**Brief**
Of the material below, only the lines from the line containing "let event = DonationEvent" down to the line containing "tracing::info!(user = %user.email, event" belong in the answer, written out exactly.

**Data supplied**

=== Section Start ===

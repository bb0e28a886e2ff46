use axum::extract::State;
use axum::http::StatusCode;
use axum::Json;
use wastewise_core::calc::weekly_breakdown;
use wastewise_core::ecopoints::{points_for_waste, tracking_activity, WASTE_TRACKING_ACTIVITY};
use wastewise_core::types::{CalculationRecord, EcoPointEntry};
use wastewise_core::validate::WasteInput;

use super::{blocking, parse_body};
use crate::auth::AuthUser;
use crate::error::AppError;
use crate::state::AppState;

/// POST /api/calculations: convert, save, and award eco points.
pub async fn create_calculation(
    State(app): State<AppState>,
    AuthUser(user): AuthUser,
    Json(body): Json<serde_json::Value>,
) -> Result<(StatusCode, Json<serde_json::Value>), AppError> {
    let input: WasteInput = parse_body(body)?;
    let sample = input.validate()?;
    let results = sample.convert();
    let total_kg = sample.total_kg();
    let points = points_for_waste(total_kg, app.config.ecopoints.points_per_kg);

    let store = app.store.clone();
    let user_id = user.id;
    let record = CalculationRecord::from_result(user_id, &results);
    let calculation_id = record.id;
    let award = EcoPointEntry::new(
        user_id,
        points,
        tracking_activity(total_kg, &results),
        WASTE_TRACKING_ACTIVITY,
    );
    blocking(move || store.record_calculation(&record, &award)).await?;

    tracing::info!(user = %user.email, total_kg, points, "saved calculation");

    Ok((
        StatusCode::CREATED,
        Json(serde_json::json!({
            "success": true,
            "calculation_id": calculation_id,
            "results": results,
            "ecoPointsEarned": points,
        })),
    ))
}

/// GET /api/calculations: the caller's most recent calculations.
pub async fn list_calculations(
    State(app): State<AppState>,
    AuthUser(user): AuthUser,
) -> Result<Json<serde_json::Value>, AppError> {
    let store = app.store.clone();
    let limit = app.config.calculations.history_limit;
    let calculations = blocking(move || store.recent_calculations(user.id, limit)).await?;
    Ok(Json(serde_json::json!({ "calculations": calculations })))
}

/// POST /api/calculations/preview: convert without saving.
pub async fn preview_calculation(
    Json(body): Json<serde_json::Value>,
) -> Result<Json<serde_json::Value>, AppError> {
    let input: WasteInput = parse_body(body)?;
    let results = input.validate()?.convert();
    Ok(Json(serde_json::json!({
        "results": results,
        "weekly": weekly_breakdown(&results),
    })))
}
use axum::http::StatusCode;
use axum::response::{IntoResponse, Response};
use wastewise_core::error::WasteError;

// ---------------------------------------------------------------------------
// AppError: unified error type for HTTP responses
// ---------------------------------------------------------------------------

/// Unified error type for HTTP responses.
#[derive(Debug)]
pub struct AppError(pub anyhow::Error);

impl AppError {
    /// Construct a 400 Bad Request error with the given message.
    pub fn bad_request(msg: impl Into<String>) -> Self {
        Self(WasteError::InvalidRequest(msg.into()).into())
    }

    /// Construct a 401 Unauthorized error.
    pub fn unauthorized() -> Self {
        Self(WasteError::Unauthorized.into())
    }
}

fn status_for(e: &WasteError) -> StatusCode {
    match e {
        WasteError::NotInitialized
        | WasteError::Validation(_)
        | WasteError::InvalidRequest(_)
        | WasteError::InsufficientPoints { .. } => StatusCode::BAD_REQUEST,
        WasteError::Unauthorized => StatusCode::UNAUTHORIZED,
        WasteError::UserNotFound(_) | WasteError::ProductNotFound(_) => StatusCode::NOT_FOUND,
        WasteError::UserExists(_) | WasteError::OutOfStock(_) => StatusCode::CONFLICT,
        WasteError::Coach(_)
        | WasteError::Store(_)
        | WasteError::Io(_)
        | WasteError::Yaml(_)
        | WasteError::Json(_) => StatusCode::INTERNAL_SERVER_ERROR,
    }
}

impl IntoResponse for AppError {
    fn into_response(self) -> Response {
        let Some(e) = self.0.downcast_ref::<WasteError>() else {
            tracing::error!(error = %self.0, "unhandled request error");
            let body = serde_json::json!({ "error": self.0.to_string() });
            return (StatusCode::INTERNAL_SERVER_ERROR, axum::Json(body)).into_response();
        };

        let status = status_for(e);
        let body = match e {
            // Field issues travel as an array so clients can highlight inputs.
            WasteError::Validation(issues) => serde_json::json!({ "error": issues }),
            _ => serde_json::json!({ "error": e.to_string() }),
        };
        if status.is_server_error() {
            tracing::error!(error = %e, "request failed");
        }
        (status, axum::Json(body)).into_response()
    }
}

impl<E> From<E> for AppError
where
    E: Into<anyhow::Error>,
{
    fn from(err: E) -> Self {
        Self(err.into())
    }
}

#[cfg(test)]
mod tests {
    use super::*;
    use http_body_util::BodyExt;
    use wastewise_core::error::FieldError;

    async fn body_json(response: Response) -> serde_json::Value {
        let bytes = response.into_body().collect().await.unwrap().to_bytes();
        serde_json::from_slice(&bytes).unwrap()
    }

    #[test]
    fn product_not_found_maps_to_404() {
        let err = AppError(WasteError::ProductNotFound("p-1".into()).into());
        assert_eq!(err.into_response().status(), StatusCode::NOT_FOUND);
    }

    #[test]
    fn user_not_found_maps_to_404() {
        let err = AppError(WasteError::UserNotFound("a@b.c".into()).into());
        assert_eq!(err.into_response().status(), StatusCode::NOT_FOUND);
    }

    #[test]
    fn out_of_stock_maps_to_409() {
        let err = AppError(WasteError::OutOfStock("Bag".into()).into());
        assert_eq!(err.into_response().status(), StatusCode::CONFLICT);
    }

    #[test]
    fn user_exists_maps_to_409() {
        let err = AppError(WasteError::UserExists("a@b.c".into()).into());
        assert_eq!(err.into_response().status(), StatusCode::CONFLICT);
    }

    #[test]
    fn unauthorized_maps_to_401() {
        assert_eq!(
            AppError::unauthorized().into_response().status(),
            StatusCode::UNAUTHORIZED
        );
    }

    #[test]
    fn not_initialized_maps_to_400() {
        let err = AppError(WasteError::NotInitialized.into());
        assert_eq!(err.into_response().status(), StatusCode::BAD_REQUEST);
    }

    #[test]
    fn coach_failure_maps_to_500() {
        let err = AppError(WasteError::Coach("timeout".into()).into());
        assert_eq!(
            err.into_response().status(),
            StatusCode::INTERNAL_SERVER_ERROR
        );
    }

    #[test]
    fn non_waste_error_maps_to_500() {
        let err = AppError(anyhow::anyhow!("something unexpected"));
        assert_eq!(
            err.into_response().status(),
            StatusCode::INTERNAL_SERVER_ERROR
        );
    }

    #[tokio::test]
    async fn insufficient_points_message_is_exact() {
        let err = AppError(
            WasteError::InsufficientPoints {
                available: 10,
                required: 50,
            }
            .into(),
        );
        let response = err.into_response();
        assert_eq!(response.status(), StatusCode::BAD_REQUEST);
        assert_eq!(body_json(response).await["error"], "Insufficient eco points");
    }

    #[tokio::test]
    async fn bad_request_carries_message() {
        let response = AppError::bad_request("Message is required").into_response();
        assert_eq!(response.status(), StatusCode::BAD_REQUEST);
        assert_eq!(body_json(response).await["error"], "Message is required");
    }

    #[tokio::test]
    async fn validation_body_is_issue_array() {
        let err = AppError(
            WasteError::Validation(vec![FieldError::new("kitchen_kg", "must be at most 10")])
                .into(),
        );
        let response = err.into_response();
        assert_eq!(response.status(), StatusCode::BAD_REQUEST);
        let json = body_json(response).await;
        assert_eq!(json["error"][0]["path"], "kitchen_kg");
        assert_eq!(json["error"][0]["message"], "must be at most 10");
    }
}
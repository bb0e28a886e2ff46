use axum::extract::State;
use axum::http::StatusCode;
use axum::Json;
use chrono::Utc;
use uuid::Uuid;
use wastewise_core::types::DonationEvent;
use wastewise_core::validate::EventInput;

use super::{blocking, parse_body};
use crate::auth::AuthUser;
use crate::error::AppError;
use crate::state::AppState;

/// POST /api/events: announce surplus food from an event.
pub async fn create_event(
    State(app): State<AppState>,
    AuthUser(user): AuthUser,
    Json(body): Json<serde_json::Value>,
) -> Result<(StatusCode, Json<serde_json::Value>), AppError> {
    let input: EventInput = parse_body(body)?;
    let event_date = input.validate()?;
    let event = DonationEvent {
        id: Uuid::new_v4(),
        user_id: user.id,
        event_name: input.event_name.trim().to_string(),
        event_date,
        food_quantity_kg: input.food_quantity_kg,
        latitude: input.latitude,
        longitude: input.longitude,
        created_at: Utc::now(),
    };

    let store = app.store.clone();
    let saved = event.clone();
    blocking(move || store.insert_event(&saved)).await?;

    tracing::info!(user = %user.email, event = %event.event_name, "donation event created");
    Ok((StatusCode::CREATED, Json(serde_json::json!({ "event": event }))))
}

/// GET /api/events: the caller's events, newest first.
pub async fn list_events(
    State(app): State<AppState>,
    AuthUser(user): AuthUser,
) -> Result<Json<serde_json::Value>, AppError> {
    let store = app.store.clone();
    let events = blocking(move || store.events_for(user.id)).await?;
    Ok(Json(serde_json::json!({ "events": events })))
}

=== Section End ===
=== Section Start ===

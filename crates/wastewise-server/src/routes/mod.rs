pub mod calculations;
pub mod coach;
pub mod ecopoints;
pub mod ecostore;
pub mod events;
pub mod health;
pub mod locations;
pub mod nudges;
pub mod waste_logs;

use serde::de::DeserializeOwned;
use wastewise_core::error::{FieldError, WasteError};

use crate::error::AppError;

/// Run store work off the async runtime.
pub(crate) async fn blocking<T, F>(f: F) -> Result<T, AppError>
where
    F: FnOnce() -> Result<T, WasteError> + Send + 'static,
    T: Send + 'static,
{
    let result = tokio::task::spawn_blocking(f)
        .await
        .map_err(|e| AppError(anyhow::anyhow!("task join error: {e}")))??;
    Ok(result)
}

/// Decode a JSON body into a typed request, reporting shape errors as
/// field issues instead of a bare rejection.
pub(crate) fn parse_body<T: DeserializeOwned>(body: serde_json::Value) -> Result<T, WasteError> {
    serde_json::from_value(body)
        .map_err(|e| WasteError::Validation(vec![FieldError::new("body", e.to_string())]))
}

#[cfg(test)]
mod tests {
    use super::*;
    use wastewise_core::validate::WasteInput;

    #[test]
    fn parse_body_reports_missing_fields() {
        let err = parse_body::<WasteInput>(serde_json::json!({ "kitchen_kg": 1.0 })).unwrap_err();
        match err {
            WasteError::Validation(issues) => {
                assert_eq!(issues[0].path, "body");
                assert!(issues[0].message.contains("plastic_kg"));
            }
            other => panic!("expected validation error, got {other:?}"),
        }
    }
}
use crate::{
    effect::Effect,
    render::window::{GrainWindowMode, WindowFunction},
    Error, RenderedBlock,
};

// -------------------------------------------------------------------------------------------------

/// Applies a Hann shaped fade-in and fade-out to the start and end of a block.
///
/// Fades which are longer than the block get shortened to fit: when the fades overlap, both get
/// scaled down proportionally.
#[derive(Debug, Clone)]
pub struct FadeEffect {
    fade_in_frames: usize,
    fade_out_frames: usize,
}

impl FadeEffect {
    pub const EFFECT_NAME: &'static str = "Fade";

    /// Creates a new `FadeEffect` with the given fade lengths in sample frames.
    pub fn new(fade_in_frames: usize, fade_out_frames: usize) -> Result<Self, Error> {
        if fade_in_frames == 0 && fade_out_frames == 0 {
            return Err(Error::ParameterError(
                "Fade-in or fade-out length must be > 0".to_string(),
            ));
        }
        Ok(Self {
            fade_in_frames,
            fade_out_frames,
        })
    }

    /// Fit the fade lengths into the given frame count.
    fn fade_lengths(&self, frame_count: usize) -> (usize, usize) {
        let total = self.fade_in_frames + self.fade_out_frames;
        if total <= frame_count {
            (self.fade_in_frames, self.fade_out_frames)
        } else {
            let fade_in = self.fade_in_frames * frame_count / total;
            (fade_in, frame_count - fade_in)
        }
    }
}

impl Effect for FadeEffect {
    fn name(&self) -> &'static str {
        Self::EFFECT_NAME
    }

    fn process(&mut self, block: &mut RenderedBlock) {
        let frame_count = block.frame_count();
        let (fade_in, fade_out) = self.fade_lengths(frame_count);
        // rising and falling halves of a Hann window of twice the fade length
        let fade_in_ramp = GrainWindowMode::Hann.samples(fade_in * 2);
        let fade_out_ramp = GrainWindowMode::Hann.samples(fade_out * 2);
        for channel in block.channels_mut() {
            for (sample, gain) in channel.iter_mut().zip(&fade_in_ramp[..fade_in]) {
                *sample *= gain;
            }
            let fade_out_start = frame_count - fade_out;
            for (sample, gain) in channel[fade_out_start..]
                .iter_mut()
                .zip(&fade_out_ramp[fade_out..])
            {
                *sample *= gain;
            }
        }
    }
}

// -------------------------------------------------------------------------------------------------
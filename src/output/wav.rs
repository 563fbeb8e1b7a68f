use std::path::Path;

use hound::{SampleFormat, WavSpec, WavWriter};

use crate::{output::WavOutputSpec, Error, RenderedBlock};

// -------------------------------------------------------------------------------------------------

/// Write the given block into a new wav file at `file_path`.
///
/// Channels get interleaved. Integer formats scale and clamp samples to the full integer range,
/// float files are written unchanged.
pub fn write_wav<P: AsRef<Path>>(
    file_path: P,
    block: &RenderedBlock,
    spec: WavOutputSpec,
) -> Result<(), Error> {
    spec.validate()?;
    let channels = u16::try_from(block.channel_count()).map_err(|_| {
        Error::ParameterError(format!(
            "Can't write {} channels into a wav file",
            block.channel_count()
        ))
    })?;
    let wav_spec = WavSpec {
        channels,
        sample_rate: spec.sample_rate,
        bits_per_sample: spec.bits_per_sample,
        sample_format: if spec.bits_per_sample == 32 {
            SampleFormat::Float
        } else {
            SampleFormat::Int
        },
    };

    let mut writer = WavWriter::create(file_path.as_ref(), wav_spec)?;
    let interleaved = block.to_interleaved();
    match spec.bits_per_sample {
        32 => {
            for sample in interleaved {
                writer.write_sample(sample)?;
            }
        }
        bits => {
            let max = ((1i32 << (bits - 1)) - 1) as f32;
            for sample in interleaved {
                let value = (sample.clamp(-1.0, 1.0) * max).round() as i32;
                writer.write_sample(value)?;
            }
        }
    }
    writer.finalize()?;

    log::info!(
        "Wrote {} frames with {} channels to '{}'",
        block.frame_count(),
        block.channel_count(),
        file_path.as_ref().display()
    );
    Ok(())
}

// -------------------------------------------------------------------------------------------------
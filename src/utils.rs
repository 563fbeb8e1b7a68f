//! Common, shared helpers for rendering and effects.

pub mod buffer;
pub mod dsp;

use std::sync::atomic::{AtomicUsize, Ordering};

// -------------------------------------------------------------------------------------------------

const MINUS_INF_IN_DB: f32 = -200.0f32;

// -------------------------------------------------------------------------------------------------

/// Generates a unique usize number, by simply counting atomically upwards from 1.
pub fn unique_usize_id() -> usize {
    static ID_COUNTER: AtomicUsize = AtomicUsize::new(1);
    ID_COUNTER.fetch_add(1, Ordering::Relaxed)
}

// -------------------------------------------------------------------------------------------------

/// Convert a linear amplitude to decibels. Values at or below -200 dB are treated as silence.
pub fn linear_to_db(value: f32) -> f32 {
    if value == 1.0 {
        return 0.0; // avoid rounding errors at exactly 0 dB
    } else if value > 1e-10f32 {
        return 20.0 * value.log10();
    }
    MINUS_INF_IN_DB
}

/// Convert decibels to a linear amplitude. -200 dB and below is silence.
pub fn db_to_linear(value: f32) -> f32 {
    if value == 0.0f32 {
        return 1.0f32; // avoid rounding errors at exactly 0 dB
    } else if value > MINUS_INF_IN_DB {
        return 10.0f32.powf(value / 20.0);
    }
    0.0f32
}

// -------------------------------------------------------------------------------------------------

=== Section End ===

**Finished task**
    let event = DonationEvent {
        id: Uuid::new_v4(),
        user_id: user.id,
        event_name: input.event_name.trim().to_string(),
        event_date,
        food_quantity_kg: input.food_quantity_kg,
        latitude: input.latitude,
        longitude: input.longitude,
        created_at: Utc::now(),
    };

    let store = app.store.clone();
    let saved = event.clone();
    blocking(move || store.insert_event(&saved)).await?;

    tracing::info!(user = %user.email, event = %event.event_name, "donation event created");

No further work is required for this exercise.